Fun with Buttons

by James Webster, Test Manager, .NET Micro Framework

and Jerry Kindall, Programmer/Writer

 

Many programs running on the Microsoft^® .NET Micro Framework get user input through General Purpose Input/Output (GPIO)-type buttons on their respective hardware devices. The .NET Micro Framework hardware emulator provides five built-in GPIO buttons – four directional buttons and a Select button. Of course, some devices have additional buttons.

 

When you press or release a button, the GPIO interface generates an interrupt. The .NET Micro Framework translates these interrupts into events called ButtonUp and ButtonDown. You can register your own handler to receive either or both of these events.

 

Microsoft Visual Studio^® can provide the code you need to get started handling button events when you create a new .NET Micro Framework project.
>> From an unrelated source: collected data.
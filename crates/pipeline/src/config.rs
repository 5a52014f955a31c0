//! Step configuration: defaults, named presets, layered merging, and
//! fail-fast validation against the step registry.
//!
//! A configuration is an ordered list of `(step, params)` entries. Resolution
//! layers up to three configurations — builtin default, optional preset,
//! explicit user overrides — merging by step name with per-parameter
//! precedence: user overrides > preset > default. Step order is the order of
//! first appearance and is fixed once resolved.

use crate::error::ConfigError;
use crate::registry::{StepParams, StepRegistry};
use serde::{Deserialize, Serialize};
use serde_json::json;
use std::fs;
use std::path::Path;

/// One entry in a step configuration.
#[derive(Debug, Clone, Serialize, Deserialize, PartialEq)]
pub struct StepEntry {
    /// Step type name, drawn from the registry.
    #[serde(rename = "step")]
    pub name: String,
    /// Step parameters, validated against the step's schema at resolution.
    #[serde(default)]
    pub params: StepParams,
    /// Whether this step participates in the resolved order. An override
    /// layer can disable a step without removing it.
    #[serde(default = "default_enabled")]
    pub enabled: bool,
}

fn default_enabled() -> bool {
    true
}

impl StepEntry {
    pub fn new(name: impl Into<String>, params: serde_json::Value) -> Self {
        let params = match params {
            serde_json::Value::Object(map) => map,
            _ => StepParams::new(),
        };
        Self {
            name: name.into(),
            params,
            enabled: true,
        }
    }
}

/// An ordered, unresolved step configuration (one merge layer).
#[derive(Debug, Clone, Default, Serialize, Deserialize, PartialEq)]
pub struct StepConfig {
    pub steps: Vec<StepEntry>,
}

impl StepConfig {
    pub fn new(steps: Vec<StepEntry>) -> Self {
        Self { steps }
    }

    /// Rejects configurations that list the same step twice within this
    /// layer; merging across layers is by step name, so duplicates inside a
    /// layer would be ambiguous.
    fn check_duplicates(&self) -> Result<(), ConfigError> {
        for (i, entry) in self.steps.iter().enumerate() {
            if self.steps[..i].iter().any(|e| e.name == entry.name) {
                return Err(ConfigError::DuplicateStep {
                    name: entry.name.clone(),
                });
            }
        }
        Ok(())
    }

    pub fn from_json(json: &str) -> Result<Self, ConfigError> {
        let config: StepConfig = serde_json::from_str(json)?;
        config.check_duplicates()?;
        Ok(config)
    }

    pub fn to_json(&self) -> Result<String, ConfigError> {
        Ok(serde_json::to_string_pretty(self)?)
    }
}

/// Loads a step configuration from a JSON file.
pub fn load_config_file(path: &Path) -> Result<StepConfig, ConfigError> {
    StepConfig::from_json(&fs::read_to_string(path)?)
}

/// Saves a step configuration to a JSON file.
pub fn save_config_file(path: &Path, config: &StepConfig) -> Result<(), ConfigError> {
    fs::write(path, config.to_json()?)?;
    Ok(())
}

/// The builtin default configuration: spike-band filter plus median
/// common reference.
pub fn default_config() -> StepConfig {
    StepConfig::new(vec![
        StepEntry::new("bandpass_filter", json!({ "low_hz": 300.0, "high_hz": 6000.0 })),
        StepEntry::new("common_reference", json!({ "mode": "median" })),
    ])
}

/// Names of the builtin presets, in deterministic order.
pub fn available_presets() -> Vec<&'static str> {
    vec!["lfp", "spikes"]
}

/// Looks up a builtin preset by name.
pub fn preset(name: &str) -> Result<StepConfig, ConfigError> {
    match name {
        "spikes" => Ok(StepConfig::new(vec![
            StepEntry::new("bandpass_filter", json!({ "low_hz": 300.0, "high_hz": 6000.0 })),
            StepEntry::new("common_reference", json!({ "mode": "median" })),
        ])),
        "lfp" => Ok(StepConfig::new(vec![
            StepEntry::new("bandpass_filter", json!({ "low_hz": 1.0, "high_hz": 300.0 })),
            StepEntry::new("notch_filter", json!({ "freq_hz": 50.0 })),
            StepEntry::new("zscore", json!({})),
        ])),
        _ => Err(ConfigError::UnknownPreset {
            name: name.to_string(),
        }),
    }
}

/// A validated, resolved configuration: the fixed step order the pipeline
/// executes. Only enabled steps survive resolution.
#[derive(Debug, Clone, Serialize, Deserialize, PartialEq)]
pub struct ResolvedConfig {
    steps: Vec<StepEntry>,
}

impl ResolvedConfig {
    /// The resolved step sequence, in execution order.
    pub fn steps(&self) -> &[StepEntry] {
        &self.steps
    }

    /// Canonical JSON of the resolved `(step, params)` sequence. Two
    /// resolutions describe the same processing iff their canonical forms are
    /// byte-identical; used for idempotence checks against stored provenance.
    pub fn canonical(&self) -> String {
        let projection: Vec<serde_json::Value> = self
            .steps
            .iter()
            .map(|e| json!({ "step": e.name, "params": e.params }))
            .collect();
        serde_json::Value::Array(projection).to_string()
    }

    /// Pretty JSON for the `show-config` introspection surface.
    pub fn to_pretty_json(&self) -> Result<String, ConfigError> {
        Ok(serde_json::to_string_pretty(&self.steps)?)
    }
}

/// Merges `layer` into `acc`: existing steps merge per parameter (the layer
/// wins), new steps append in layer order.
fn merge_layer(acc: &mut Vec<StepEntry>, layer: &StepConfig) {
    for entry in &layer.steps {
        if let Some(existing) = acc.iter_mut().find(|e| e.name == entry.name) {
            for (key, value) in &entry.params {
                existing.params.insert(key.clone(), value.clone());
            }
            existing.enabled = entry.enabled;
        } else {
            acc.push(entry.clone());
        }
    }
}

/// Resolves a configuration from up to three layers and validates every
/// entry against `registry`.
///
/// Pure over its inputs. Fails fast when any layer references a step outside
/// the registry, when parameters mismatch a step's schema (including
/// parameters of disabled steps — nothing is silently dropped), or when the
/// resolved order ends up empty.
pub fn resolve(
    default: &StepConfig,
    preset: Option<&StepConfig>,
    overrides: Option<&StepConfig>,
    registry: &StepRegistry,
) -> Result<ResolvedConfig, ConfigError> {
    default.check_duplicates()?;
    if let Some(p) = preset {
        p.check_duplicates()?;
    }
    if let Some(o) = overrides {
        o.check_duplicates()?;
    }

    let mut merged: Vec<StepEntry> = Vec::new();
    merge_layer(&mut merged, default);
    if let Some(p) = preset {
        merge_layer(&mut merged, p);
    }
    if let Some(o) = overrides {
        merge_layer(&mut merged, o);
    }

    for entry in &merged {
        if !registry.contains(&entry.name) {
            return Err(ConfigError::UnknownStep {
                name: entry.name.clone(),
            });
        }
        registry.validate(&entry.name, &entry.params)?;
    }

    let steps: Vec<StepEntry> = merged.into_iter().filter(|e| e.enabled).collect();
    if steps.is_empty() {
        return Err(ConfigError::EmptySteps);
    }

    tracing::debug!(
        steps = ?steps.iter().map(|e| e.name.as_str()).collect::<Vec<_>>(),
        "Resolved step configuration"
    );
    Ok(ResolvedConfig { steps })
}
To start a new project in Visual Studio, perform the following steps.

1                    On the File menu, point to New and then click Project.

2                    In the New Project window, expand the Visual C# node in the Project Types pane if it is not already expanded.

3                    Under Visual C#, click Micro Framework. You’ll see the standard .NET Micro Framework project templates displayed in the Templates pane.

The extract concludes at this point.